At a press conference in Kabul on 16 April, Foreign Minister Abdullah Abdullah denied claims that Afghanistan is seeking relations with Israel, Radio Free Afghanistan reported. "The officials at Afghanistan's Ministry of Foreign Affairs have not contacted any official, and have not held any secret contacts, or talks with the Israeli officials in that regard," Abdullah said. Rumors that Afghanistan was seeking ties with Israel surfaced when the Afghan Embassy in Paris sent a fax to many countries, including Israel, trying to rally support for Afghanistan's application to join the United Nations Educational, Scientific, and Cultural Organization (UNESCO), according to Abdullah. Israeli Foreign Ministry spokesman Ron Prosor announced on 14 April that Afghanistan was seeking "the establishment of political relations" with Israel, AP reported on 17 April. "Afghanistan has so far not recognized Israel as a legitimate state, and [has] taken no step toward the establishment of ties with it either," Abdullah responded.

When asked by the "Financial Times" on 23 April if Afghanistan had any plans to recognize the state of Israel, Transitional Administration Chairman Karzai responded, "No no no, we have no such plans." (Kimberly McCloud, Amin Tarzi)

11 April 1966 -- "Khalq," a pro-Soviet newspaper published by Nur Mohammad Taraki, puts out first issue. On 22 May 1966, Afghan parliament passes a resolution asking the government to take action against the paper for not following the values of the 1964 constitution. In 1978, Taraki became the first communist president of Afghanistan.
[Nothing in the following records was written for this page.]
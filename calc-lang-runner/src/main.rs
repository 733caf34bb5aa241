mod repl;
mod runner;

use clap::Parser;
use rustyline::error::ReadlineError;
use std::path::PathBuf;
use std::process::ExitCode;
use thiserror::Error;

/// calc-lang. A command line calculator
#[derive(Parser)]
#[command(author, version, about)]
struct Cli {
    /// Script to evaluate line by line instead of starting the REPL
    path: Option<PathBuf>,
    /// Evaluate a single line and exit
    #[arg(short, long, conflicts_with = "path")]
    expression: Option<String>,
    /// Do not print the REPL banner
    #[arg(short, long)]
    quiet: bool,
}

#[derive(Debug, Error)]
enum RunnerError {
    #[error("could not read script: {0}")]
    Io(#[from] std::io::Error),
    #[error("line editor failed: {0}")]
    Readline(#[from] ReadlineError),
}

fn run(cli: Cli) -> Result<(), RunnerError> {
    match (cli.path, cli.expression) {
        (_, Some(expression)) => runner::execute(&expression),
        (Some(path), None) => {
            let source = std::fs::read_to_string(path)?;
            runner::execute(&source);
        }
        (None, None) => repl::start(cli.quiet)?,
    }
    Ok(())
}

fn main() -> ExitCode {
    match run(Cli::parse()) {
        Ok(()) => ExitCode::SUCCESS,
        Err(error) => {
            eprintln!("Error: {}", error);
            ExitCode::FAILURE
        }
    }
}
use std::fmt::Display;
use std::rc::Rc;

#[derive(Debug, PartialEq, Clone)]
pub enum Statement {
    Assignment(AssignmentStatement),
    Expression(Expression),
}

#[derive(Debug, PartialEq, Clone)]
pub struct AssignmentStatement {
    pub identifier: Identifier,
    pub value: Expression,
}

#[derive(Debug, PartialEq, Clone)]
pub enum Expression {
    Identifier(Identifier),
    FloatLiteral(f64),
    BooleanLiteral(bool),
    ListLiteral(Vec<Expression>),
    PrefixOperation(PrefixOperationKind, Box<Expression>),
    InfixOperation(InfixOperationKind, Box<Expression>, Box<Expression>),
    CallExpression {
        function: Box<Expression>,
        arguments: Vec<Expression>,
    },
}

#[derive(Debug, PartialEq, Eq, Clone, Copy)]
pub enum InfixOperationKind {
    Plus,
    Minus,
    Multiply,
    Divide,
    Power,
    Equal,
    NotEqual,
    LessThan,
    LessEqual,
    GreaterThan,
    GreaterEqual,
    And,
    Or,
}

#[derive(Debug, PartialEq, Eq, Clone, Copy)]
pub enum PrefixOperationKind {
    Minus,
    Bang,
}

#[derive(Debug, PartialEq, Clone)]
pub struct Identifier {
    pub name: Rc<str>,
}

#[derive(Debug, PartialEq, Clone, Default)]
pub struct Program {
    pub statements: Vec<Statement>,
}

impl Display for AssignmentStatement {
    fn fmt(&self, f: &mut std::fmt::Formatter<'_>) -> std::fmt::Result {
        write!(f, "{} = {};", self.identifier.name, self.value)
    }
}

impl Display for Expression {
    fn fmt(&self, f: &mut std::fmt::Formatter<'_>) -> std::fmt::Result {
        use Expression::*;
        match self {
            Identifier(ident) => write!(f, "{}", ident.name),
            FloatLiteral(val) => write!(f, "{}", val),
            BooleanLiteral(val) => write!(f, "{}", val),
            ListLiteral(list) => {
                write!(f, "[")?;
                for (i, expr) in list.iter().enumerate() {
                    if i > 0 {
                        write!(f, ", ")?;
                    }
                    write!(f, "{}", expr)?;
                }
                write!(f, "]")
            }
            PrefixOperation(kind, expr) => write!(f, "({}{})", kind, expr),
            InfixOperation(kind, left, right) => {
                write!(f, "({} {} {})", left, kind, right)
            }
            CallExpression {
                function,
                arguments,
            } => {
                write!(
                    f,
                    "{}({})",
                    function,
                    arguments
                        .iter()
                        .map(|arg| arg.to_string())
                        .collect::<Vec<String>>()
                        .join(", ")
                )
            }
        }
    }
}

impl Display for Statement {
    fn fmt(&self, f: &mut std::fmt::Formatter<'_>) -> std::fmt::Result {
        use Statement::*;
        match self {
            Assignment(statement) => write!(f, "{}", statement),
            Expression(expression) => write!(f, "{};", expression),
        }
    }
}

impl Display for Program {
    fn fmt(&self, f: &mut std::fmt::Formatter<'_>) -> std::fmt::Result {
        for statement in &self.statements {
            writeln!(f, "{}", statement)?;
        }
        Ok(())
    }
}

impl Display for PrefixOperationKind {
    fn fmt(&self, f: &mut std::fmt::Formatter<'_>) -> std::fmt::Result {
        f.write_str(self.to_str())
    }
}

impl Display for InfixOperationKind {
    fn fmt(&self, f: &mut std::fmt::Formatter<'_>) -> std::fmt::Result {
        f.write_str(self.to_str())
    }
}

impl PrefixOperationKind {
    fn to_str(self) -> &'static str {
        use PrefixOperationKind::*;
        match self {
            Minus => "-",
            Bang => "!",
        }
    }
}

impl InfixOperationKind {
    fn to_str(self) -> &'static str {
        use InfixOperationKind::*;
        match self {
            Plus => "+",
            Minus => "-",
            Multiply => "*",
            Divide => "/",
            Power => "^",
            Equal => "==",
            NotEqual => "!=",
            LessThan => "<",
            LessEqual => "<=",
            GreaterThan => ">",
            GreaterEqual => ">=",
            And => "&&",
            Or => "||",
        }
    }
}

#[cfg(test)]
mod tests {
    use super::*;

    fn ident(name: &str) -> Expression {
        Expression::Identifier(Identifier { name: name.into() })
    }

    #[test]
    fn test_program_display() {
        let program = Program {
            statements: vec![
                Statement::Assignment(AssignmentStatement {
                    identifier: Identifier { name: "x".into() },
                    value: Expression::InfixOperation(
                        InfixOperationKind::Power,
                        Box::new(Expression::FloatLiteral(2.0)),
                        Box::new(Expression::FloatLiteral(0.5)),
                    ),
                }),
                Statement::Expression(Expression::CallExpression {
                    function: Box::new(ident("get")),
                    arguments: vec![
                        Expression::ListLiteral(vec![
                            Expression::BooleanLiteral(true),
                            Expression::PrefixOperation(
                                PrefixOperationKind::Minus,
                                Box::new(ident("x")),
                            ),
                        ]),
                        Expression::FloatLiteral(1.0),
                    ],
                }),
            ],
        };

        assert_eq!(
            program.to_string(),
            "x = (2 ^ 0.5);\nget([true, (-x)], 1);\n"
        );
    }

    #[test]
    fn test_empty_list_and_call() {
        let call = Expression::CallExpression {
            function: Box::new(ident("inspect")),
            arguments: vec![],
        };

        assert_eq!(call.to_string(), "inspect()");
        assert_eq!(Expression::ListLiteral(vec![]).to_string(), "[]");
    }
}
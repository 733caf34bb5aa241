mod printer;
mod reader;

use calc_lang_interpreter::Evaluator;
use rustyline::error::ReadlineError;
use rustyline::DefaultEditor;

use printer::Printer;
use reader::{ReadOutput, Reader};

const BANNER: &str = "calc-lang. A command line calculator";

struct Repl {
    reader: Reader,
    evaluator: Evaluator,
    printer: Printer,
}

impl Repl {
    fn run(mut self) -> Result<(), ReadlineError> {
        loop {
            match self.reader.read()? {
                ReadOutput::Exit => break,
                ReadOutput::Clear => continue,
                ReadOutput::Value(line) => {
                    let result = self.evaluator.evaluate(&line);
                    self.printer.print(&result)
                }
            }
        }
        Ok(())
    }
}

pub fn start(quiet: bool) -> Result<(), ReadlineError> {
    let rl = DefaultEditor::new()?;

    if !quiet {
        println!("{}", BANNER);
    }

    Repl {
        reader: Reader::new(rl),
        evaluator: Evaluator::new(),
        printer: Printer {},
    }
    .run()
}
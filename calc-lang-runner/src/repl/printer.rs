use std::rc::Rc;

use calc_lang_interpreter::Object;

pub struct Printer {}

impl Printer {
    /// Errors are printed like any other value; Null results are skipped.
    pub fn print(&mut self, object: &Rc<Object>) {
        match object.as_ref() {
            Object::Null => {}
            object => println!("{}", object),
        }
    }
}
use rustyline::error::ReadlineError;
use rustyline::DefaultEditor;

const PROMPT: &str = ">>> ";

pub enum ReadOutput {
    Exit,
    Clear,
    Value(String),
}

pub struct Reader {
    rl: DefaultEditor,
}

impl Reader {
    pub fn new(rl: DefaultEditor) -> Self {
        Self { rl }
    }

    pub fn read(&mut self) -> Result<ReadOutput, ReadlineError> {
        match self.rl.readline(PROMPT) {
            Err(ReadlineError::Interrupted) => {
                println!("CTRL-C");
                Ok(ReadOutput::Clear)
            }
            Err(ReadlineError::Eof) => {
                println!("CTRL-D");
                Ok(ReadOutput::Exit)
            }
            Err(err) => Err(err),
            Ok(line) if line.trim().is_empty() => Ok(ReadOutput::Clear),
            Ok(line) => {
                self.rl.add_history_entry(line.as_str())?;
                Ok(ReadOutput::Value(line))
            }
        }
    }
}
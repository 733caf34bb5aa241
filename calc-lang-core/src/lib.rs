pub mod ast;
pub mod lexer;
pub mod parser;
use std::fmt::Display;

use crate::lexer::{Token, TokenKind};

use thiserror::Error;

#[derive(Debug, PartialEq, Clone, Error)]
pub enum ParseError {
    #[error("expected {expected}, got end of input")]
    PrematureEndOfInput { expected: Expected },
    #[error("expected {expected}, got `{got}` instead")]
    UnexpectedToken { expected: Expected, got: Token },
    #[error("could not parse value \"{literal}\" as float")]
    InvalidFloat {
        literal: std::rc::Rc<str>,
        source: std::num::ParseFloatError,
    },
    #[error("no prefix parse function for `{0}` found")]
    NoPrefixFunction(Token),
    #[error("illegal character `{0}`")]
    IllegalToken(Token),
    #[error("expression nesting exceeds {0} levels")]
    NestingTooDeep(usize),
}

#[derive(Debug, PartialEq, Clone)]
pub enum Expected {
    Token(TokenKind),
    Expression,
}

impl Display for Expected {
    fn fmt(&self, f: &mut std::fmt::Formatter<'_>) -> std::fmt::Result {
        match self {
            Expected::Token(kind) => write!(f, "token `{}`", kind),
            Expected::Expression => write!(f, "expression"),
        }
    }
}

impl ParseError {
    pub fn premature_end_expected_expression() -> Self {
        ParseError::PrematureEndOfInput {
            expected: Expected::Expression,
        }
    }

    pub fn unexpected_token(expected: TokenKind, got: Option<Token>) -> ParseError {
        match got {
            Some(got) => ParseError::UnexpectedToken {
                expected: Expected::Token(expected),
                got,
            },
            None => ParseError::PrematureEndOfInput {
                expected: Expected::Token(expected),
            },
        }
    }
}

#[cfg(test)]
mod tests {
    use super::ParseError;
    use crate::lexer::{Token, TokenKind};

    #[test]
    fn test_messages() {
        let token = |kind| Token {
            kind,
            start: 3,
            end: 4,
        };

        assert_eq!(
            ParseError::unexpected_token(TokenKind::RParen, None).to_string(),
            "expected token `)`, got end of input"
        );
        assert_eq!(
            ParseError::unexpected_token(TokenKind::RParen, Some(token(TokenKind::Comma)))
                .to_string(),
            "expected token `)`, got `,` instead"
        );
        assert_eq!(
            ParseError::NoPrefixFunction(token(TokenKind::NotEqual)).to_string(),
            "no prefix parse function for `!=` found"
        );
        assert_eq!(
            ParseError::IllegalToken(token(TokenKind::Illegal("$".into()))).to_string(),
            "illegal character `$`"
        );
        assert_eq!(
            ParseError::premature_end_expected_expression().to_string(),
            "expected expression, got end of input"
        );
    }
}
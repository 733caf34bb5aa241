pub mod builtins;
pub mod environment;
pub mod evaluator;
pub mod object;

pub use evaluator::Evaluator;
pub use object::Object;
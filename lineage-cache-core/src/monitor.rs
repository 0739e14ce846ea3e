//! The per-entry placeholder monitor: a small mutex/condvar pair a thread
//! parks on while waiting for another thread's in-flight computation to land.
//!
//! One monitor is allocated per entry and shared (via `Arc`) between the
//! arena slot and every thread currently blocked on it. A blocked thread
//! never touches the arena or the cache-wide lock while waiting — it holds
//! only this `Arc` clone, so eviction of unrelated entries and inserts into
//! other shards of the map can proceed freely underneath it.

use lineage_cache_common::error::{Error, Result};
use lineage_cache_common::CacheValue;
use parking_lot::{Condvar, Mutex};
use std::sync::atomic::{AtomicUsize, Ordering};

enum SlotState<M, S> {
    Empty,
    Filled {
        value: CacheValue<M, S>,
        compute_time_ns: u64,
    },
    Failed,
}

pub struct Monitor<M, S> {
    state: Mutex<SlotState<M, S>>,
    cv: Condvar,
    waiting: AtomicUsize,
}

impl<M, S> Monitor<M, S> {
    pub fn new() -> Self {
        Self {
            state: Mutex::new(SlotState::Empty),
            cv: Condvar::new(),
            waiting: AtomicUsize::new(0),
        }
    }

    /// Number of threads currently blocked in [`Monitor::wait`]. Read under
    /// the cache-wide lock by the eviction walk: an `Empty` entry with at
    /// least one waiter is never a candidate for eviction.
    pub fn waiting_count(&self) -> usize {
        self.waiting.load(Ordering::Acquire)
    }

    /// Fills the slot and wakes every blocked waiter. Calling this twice on
    /// the same monitor is a programmer error; the second call is ignored
    /// rather than panicking, since a caller observing `Status::Cached`
    /// before calling this has already been warned off by the entry state.
    pub fn fill(&self, value: CacheValue<M, S>, compute_time_ns: u64)
    where
        M: Send + Sync,
        S: Send + Sync,
    {
        let mut guard = self.state.lock();
        if matches!(*guard, SlotState::Empty) {
            *guard = SlotState::Filled {
                value,
                compute_time_ns,
            };
            drop(guard);
            self.cv.notify_all();
        }
    }

    /// Wakes every blocked waiter with a failure instead of a value. Used
    /// when admission of the computed value is rejected (negative admission)
    /// or when the entry is torn down before it was ever filled.
    pub fn fail(&self) {
        let mut guard = self.state.lock();
        if matches!(*guard, SlotState::Empty) {
            *guard = SlotState::Failed;
        }
        drop(guard);
        self.cv.notify_all();
    }

    /// Non-blocking read of a filled slot, used by the eviction walk to pull
    /// the value back out for spilling. Returns `None` for `Empty`/`Failed`.
    pub fn peek_filled(&self) -> Option<(CacheValue<M, S>, u64)>
    where
        S: Clone,
    {
        let guard = self.state.lock();
        match &*guard {
            SlotState::Filled {
                value,
                compute_time_ns,
            } => Some((value.clone(), *compute_time_ns)),
            _ => None,
        }
    }

    /// Blocks until the slot is filled or failed, returning a clone of the
    /// value (and the compute time recorded alongside it) on success.
    pub fn wait(&self) -> Result<(CacheValue<M, S>, u64)>
    where
        M: Send + Sync,
        S: Clone + Send + Sync,
    {
        self.waiting.fetch_add(1, Ordering::AcqRel);
        let mut guard = self.state.lock();
        loop {
            match &*guard {
                SlotState::Filled {
                    value,
                    compute_time_ns,
                } => {
                    let result = (value.clone(), *compute_time_ns);
                    drop(guard);
                    self.waiting.fetch_sub(1, Ordering::AcqRel);
                    return Ok(result);
                }
                SlotState::Failed => {
                    drop(guard);
                    self.waiting.fetch_sub(1, Ordering::AcqRel);
                    return Err(Error::WaiterDisconnected);
                }
                SlotState::Empty => self.cv.wait(&mut guard),
            }
        }
    }
}
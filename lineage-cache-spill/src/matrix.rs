//! A concrete, `serde`-derived matrix block: the "host runtime's existing
//! serialization" of §6 made concrete as `bincode` over a wire struct, dense
//! as row-major `Vec<f64>` and sparse as CSR triplets, per design note 9's
//! serialization addition. Used by `lineage-cache-cli`, `lineage-cache-bench`,
//! and the integration tests in `lineage-cache`; a host runtime with its own
//! matrix type would implement `MatrixBlock` directly instead.

use lineage_cache_common::MatrixBlock;
use serde::{Deserialize, Serialize};

/// Below this density (nnz / (rows*cols)), [`Matrix::dense`] would be better
/// represented sparse. Exposed for callers building synthetic workloads; the
/// cache itself only ever asks [`MatrixBlock::is_sparse`], never recomputes
/// this.
pub const SPARSITY_THRESHOLD: f64 = 0.4;

#[derive(Debug, Clone, Serialize, Deserialize, PartialEq)]
pub enum Matrix {
    Dense {
        rows: usize,
        cols: usize,
        data: Vec<f64>,
    },
    Sparse {
        rows: usize,
        cols: usize,
        row_ptr: Vec<u32>,
        col_idx: Vec<u32>,
        values: Vec<f64>,
    },
}

impl Matrix {
    pub fn dense(rows: usize, cols: usize, data: Vec<f64>) -> Self {
        assert_eq!(rows * cols, data.len(), "dense data length must equal rows*cols");
        Matrix::Dense { rows, cols, data }
    }

    /// Builds a CSR sparse matrix directly; callers are responsible for a
    /// well-formed `row_ptr` (length `rows + 1`, nondecreasing).
    pub fn sparse(rows: usize, cols: usize, row_ptr: Vec<u32>, col_idx: Vec<u32>, values: Vec<f64>) -> Self {
        assert_eq!(row_ptr.len(), rows + 1, "CSR row_ptr must have rows+1 entries");
        assert_eq!(col_idx.len(), values.len(), "CSR col_idx and values must be the same length");
        Matrix::Sparse {
            rows,
            cols,
            row_ptr,
            col_idx,
            values,
        }
    }

    /// Decides whether `(rows, cols, nnz)` is sparse enough to be worth a CSR
    /// representation, per spec.md §4.6's "sparsity is decided by a runtime
    /// predicate on (rows, cols, nnz)".
    pub fn is_sparse_by_density(rows: usize, cols: usize, nnz: usize) -> bool {
        if rows == 0 || cols == 0 {
            return false;
        }
        (nnz as f64) < SPARSITY_THRESHOLD * (rows * cols) as f64
    }
}

impl MatrixBlock for Matrix {
    fn memory_size(&self) -> usize {
        match self {
            Matrix::Dense { data, .. } => std::mem::size_of::<f64>() * data.len(),
            Matrix::Sparse { values, col_idx, row_ptr, .. } => {
                std::mem::size_of::<f64>() * values.len()
                    + std::mem::size_of::<u32>() * (col_idx.len() + row_ptr.len())
            }
        }
    }

    fn disk_size(&self) -> usize {
        // bincode's framing overhead is small and constant per value; the
        // payload itself dominates, so reuse the in-memory size as the
        // estimate the bandwidth estimator keys its MB/s samples off of.
        self.memory_size()
    }

    fn rows(&self) -> usize {
        match self {
            Matrix::Dense { rows, .. } | Matrix::Sparse { rows, .. } => *rows,
        }
    }

    fn cols(&self) -> usize {
        match self {
            Matrix::Dense { cols, .. } | Matrix::Sparse { cols, .. } => *cols,
        }
    }

    fn nnz(&self) -> usize {
        match self {
            Matrix::Dense { data, .. } => data.iter().filter(|v| **v != 0.0).count(),
            Matrix::Sparse { values, .. } => values.len(),
        }
    }

    fn is_sparse(&self) -> bool {
        matches!(self, Matrix::Sparse { .. })
    }
}

#[cfg(test)]
mod tests {
    use super::*;

    #[test]
    fn dense_memory_size_is_eight_bytes_per_element() {
        let m = Matrix::dense(2, 3, vec![0.0; 6]);
        assert_eq!(m.memory_size(), 48);
        assert!(!m.is_sparse());
    }

    #[test]
    fn sparsity_predicate_matches_threshold() {
        assert!(Matrix::is_sparse_by_density(100, 100, 100));
        assert!(!Matrix::is_sparse_by_density(10, 10, 90));
    }

    #[test]
    #[should_panic(expected = "rows*cols")]
    fn dense_rejects_mismatched_length() {
        Matrix::dense(2, 2, vec![0.0; 3]);
    }
}
//! Statistics hooks. Counters for hits/misses/writes/reads; reading or
//! incrementing them never gates a decision made elsewhere in the cache —
//! they are observed, never consulted.

use std::sync::atomic::{AtomicU64, Ordering};

/// In-process counters for hit/miss/evict bookkeeping, extended with the
/// two-tier counters this cache needs (`fs_hit`, `fs_write`) and a
/// removed-set-backed "would have hit" counter.
#[derive(Debug, Default)]
pub struct Metrics {
    /// Full or multi-output probe hit against the in-memory map.
    pub hit: AtomicU64,
    /// Full or multi-output probe miss.
    pub miss: AtomicU64,
    /// Placeholder installed because no cached or in-flight value existed.
    pub insert: AtomicU64,
    /// Entry removed by explicit `remove`/`reset`, not by eviction.
    pub remove: AtomicU64,
    /// Entry removed by the eviction walk, regardless of spill-vs-delete.
    pub evict: AtomicU64,
    /// Entry spilled to disk by the eviction walk.
    pub fs_write: AtomicU64,
    /// Entry reloaded from the spill store on a subsequent hit.
    pub fs_hit: AtomicU64,
    /// A thread parked on an already-installed placeholder instead of
    /// installing its own.
    pub queue: AtomicU64,
    /// A `probe` or `try_reuse_single`/`try_reuse_multi` call that would have
    /// hit had the key not previously been evicted. Backed by the
    /// removed-set; does not affect eviction or admission decisions.
    pub would_have_hit: AtomicU64,
    /// Admission rejected: value too large, or eviction could not free
    /// enough space.
    pub negative_admission: AtomicU64,
}

impl Metrics {
    pub fn new() -> Self {
        Self::default()
    }

    pub fn record_hit(&self) {
        self.hit.fetch_add(1, Ordering::Relaxed);
    }

    pub fn record_miss(&self) {
        self.miss.fetch_add(1, Ordering::Relaxed);
    }

    pub fn record_insert(&self) {
        self.insert.fetch_add(1, Ordering::Relaxed);
    }

    pub fn record_remove(&self) {
        self.remove.fetch_add(1, Ordering::Relaxed);
    }

    pub fn record_evict(&self) {
        self.evict.fetch_add(1, Ordering::Relaxed);
    }

    pub fn record_fs_write(&self) {
        self.fs_write.fetch_add(1, Ordering::Relaxed);
    }

    pub fn record_fs_hit(&self) {
        self.fs_hit.fetch_add(1, Ordering::Relaxed);
    }

    pub fn record_queue(&self) {
        self.queue.fetch_add(1, Ordering::Relaxed);
    }

    pub fn record_would_have_hit(&self) {
        self.would_have_hit.fetch_add(1, Ordering::Relaxed);
    }

    pub fn record_negative_admission(&self) {
        self.negative_admission.fetch_add(1, Ordering::Relaxed);
    }

    /// Snapshot the counters. Used by `lineage-cache-cli` and tests; cheap
    /// enough to call after every operation in a test without skewing it.
    pub fn snapshot(&self) -> MetricsSnapshot {
        MetricsSnapshot {
            hit: self.hit.load(Ordering::Relaxed),
            miss: self.miss.load(Ordering::Relaxed),
            insert: self.insert.load(Ordering::Relaxed),
            remove: self.remove.load(Ordering::Relaxed),
            evict: self.evict.load(Ordering::Relaxed),
            fs_write: self.fs_write.load(Ordering::Relaxed),
            fs_hit: self.fs_hit.load(Ordering::Relaxed),
            queue: self.queue.load(Ordering::Relaxed),
            would_have_hit: self.would_have_hit.load(Ordering::Relaxed),
            negative_admission: self.negative_admission.load(Ordering::Relaxed),
        }
    }
}

/// A point-in-time copy of [`Metrics`], cheap to pass around and print.
#[derive(Debug, Clone, Copy, Default, PartialEq, Eq)]
pub struct MetricsSnapshot {
    pub hit: u64,
    pub miss: u64,
    pub insert: u64,
    pub remove: u64,
    pub evict: u64,
    pub fs_write: u64,
    pub fs_hit: u64,
    pub queue: u64,
    pub would_have_hit: u64,
    pub negative_admission: u64,
}

#[cfg(test)]
mod tests {
    use super::*;

    #[test]
    fn counters_start_at_zero() {
        let m = Metrics::new();
        assert_eq!(m.snapshot(), MetricsSnapshot::default());
    }

    #[test]
    fn record_increments_independently() {
        let m = Metrics::new();
        m.record_hit();
        m.record_hit();
        m.record_miss();
        let snap = m.snapshot();
        assert_eq!(snap.hit, 2);
        assert_eq!(snap.miss, 1);
        assert_eq!(snap.evict, 0);
    }
}
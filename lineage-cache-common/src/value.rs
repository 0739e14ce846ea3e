//! The value side of the data model: matrix blocks, scalars, and the tagged
//! union an entry fills its value slot with.

use std::sync::Arc;

/// Collaborator contract for a matrix block: everything the cache needs to
/// know to account for it and to decide whether spilling it is worthwhile,
/// without knowing anything about its element type or storage layout.
pub trait MatrixBlock: Send + Sync + 'static {
    /// In-memory footprint in bytes, used for `cache_bytes` accounting.
    fn memory_size(&self) -> usize;

    /// On-disk footprint in bytes given this block's own (rows, cols, nnz),
    /// which may differ from `memory_size` once a sparse encoding is used.
    fn disk_size(&self) -> usize;

    fn rows(&self) -> usize;
    fn cols(&self) -> usize;
    fn nnz(&self) -> usize;

    /// Whether this block is stored in a sparse format. Used to pick which
    /// of the four adaptive bandwidth constants applies.
    fn is_sparse(&self) -> bool;
}

/// Collaborator contract for a scalar output. Scalars are never spilled, but
/// still participate in `cache_bytes` size accounting.
pub trait CacheScalar: Clone + Send + Sync + 'static {
    fn memory_size(&self) -> usize;
}

impl CacheScalar for f64 {
    fn memory_size(&self) -> usize {
        std::mem::size_of::<f64>()
    }
}

impl CacheScalar for bool {
    fn memory_size(&self) -> usize {
        std::mem::size_of::<bool>()
    }
}

impl CacheScalar for i64 {
    fn memory_size(&self) -> usize {
        std::mem::size_of::<i64>()
    }
}

/// A cached value: "at most one of matrix or scalar" becomes, in Rust, a
/// two-armed enum instead of two `Option` fields — the type system enforces
/// the invariant instead of a runtime assertion.
///
/// Matrices are held behind an `Arc` so that moving a fresh binding's value
/// into a placeholder is a pointer swap, and so a blocked reader can be
/// handed a cheap clone once the slot is filled.
#[derive(Debug)]
pub enum CacheValue<M, S> {
    Matrix(Arc<M>),
    Scalar(S),
}

impl<M, S> Clone for CacheValue<M, S>
where
    S: Clone,
{
    fn clone(&self) -> Self {
        match self {
            CacheValue::Matrix(m) => CacheValue::Matrix(m.clone()),
            CacheValue::Scalar(s) => CacheValue::Scalar(s.clone()),
        }
    }
}

impl<M, S> CacheValue<M, S>
where
    M: MatrixBlock,
    S: CacheScalar,
{
    pub fn kind(&self) -> crate::ValueKind {
        match self {
            CacheValue::Matrix(_) => crate::ValueKind::Matrix,
            CacheValue::Scalar(_) => crate::ValueKind::Scalar,
        }
    }

    /// The byte charge this value contributes to `cache_bytes` once cached.
    /// A placeholder (no value yet) contributes zero by construction: this
    /// method is only ever called on a filled slot.
    pub fn memory_size(&self) -> usize {
        match self {
            CacheValue::Matrix(m) => m.memory_size(),
            CacheValue::Scalar(s) => s.memory_size(),
        }
    }

    pub fn as_matrix(&self) -> Option<&Arc<M>> {
        match self {
            CacheValue::Matrix(m) => Some(m),
            CacheValue::Scalar(_) => None,
        }
    }

    pub fn as_scalar(&self) -> Option<&S> {
        match self {
            CacheValue::Scalar(s) => Some(s),
            CacheValue::Matrix(_) => None,
        }
    }
}
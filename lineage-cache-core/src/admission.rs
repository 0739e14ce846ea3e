//! Admission and sizing (C4): whether a candidate charge fits under
//! `CACHE_LIMIT`, and the evict-then-recheck protocol used whenever it does
//! not.

use ahash::RandomState;
use hashbrown::{HashMap, HashSet};
use lineage_cache_common::{BandwidthEstimator, CacheConfig, LocalFileUtils, MatrixBlock};

use crate::eviction::{make_room, EvictionState};
use crate::lru::LruIndex;
use crate::spillmap::SpillRecord;

/// `fits(n) ≡ cache_bytes + n ≤ CACHE_LIMIT`.
pub(crate) fn fits<K, M, S>(lru: &LruIndex<K, M, S>, config: &CacheConfig, n: usize) -> bool {
    lru.cache_bytes() + n <= config.cache_limit_bytes()
}

/// Admission rule (§4.4): if the candidate does not already fit, run the
/// eviction walk targeting exactly `n` bytes of headroom; return whether it
/// fits afterward. The caller is responsible for acting on a `false` result
/// (reject admission) — this function never decides that on its own.
pub(crate) fn admit<K, M, S, B>(
    lru: &mut LruIndex<K, M, S>,
    spill: &mut HashMap<K, SpillRecord, RandomState>,
    removed: &mut HashSet<K, RandomState>,
    backend: &B,
    config: &CacheConfig,
    metrics: &lineage_cache_common::metrics::Metrics,
    n: usize,
) -> bool
where
    K: lineage_cache_common::LineageKey,
    M: MatrixBlock,
    S: lineage_cache_common::CacheScalar,
    B: LocalFileUtils<M> + BandwidthEstimator<M>,
{
    if n > config.cache_limit_bytes() {
        // A single value larger than the whole cache can never be admitted,
        // with or without eviction: short-circuit rather than evict everything
        // for nothing.
        return false;
    }
    if fits(lru, config, n) {
        return true;
    }
    let mut state = EvictionState { lru, spill, removed };
    make_room(&mut state, backend, config, metrics, n)
}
17 April 1978 -- Mir Akbar Khaibar, one of the founders of the People's Democratic Party of Afghanistan, is assassinated in Kabul. Three days later, thousands of leftist Afghans turn Khaibar's funeral into an antigovernment demonstration that became the prelude to the communist coup.

15 April 1992 -- General Abdul Rashid Dostum, turning against the government he had supported, takes control of Kabul airport, signaling the end of communist control in Afghanistan.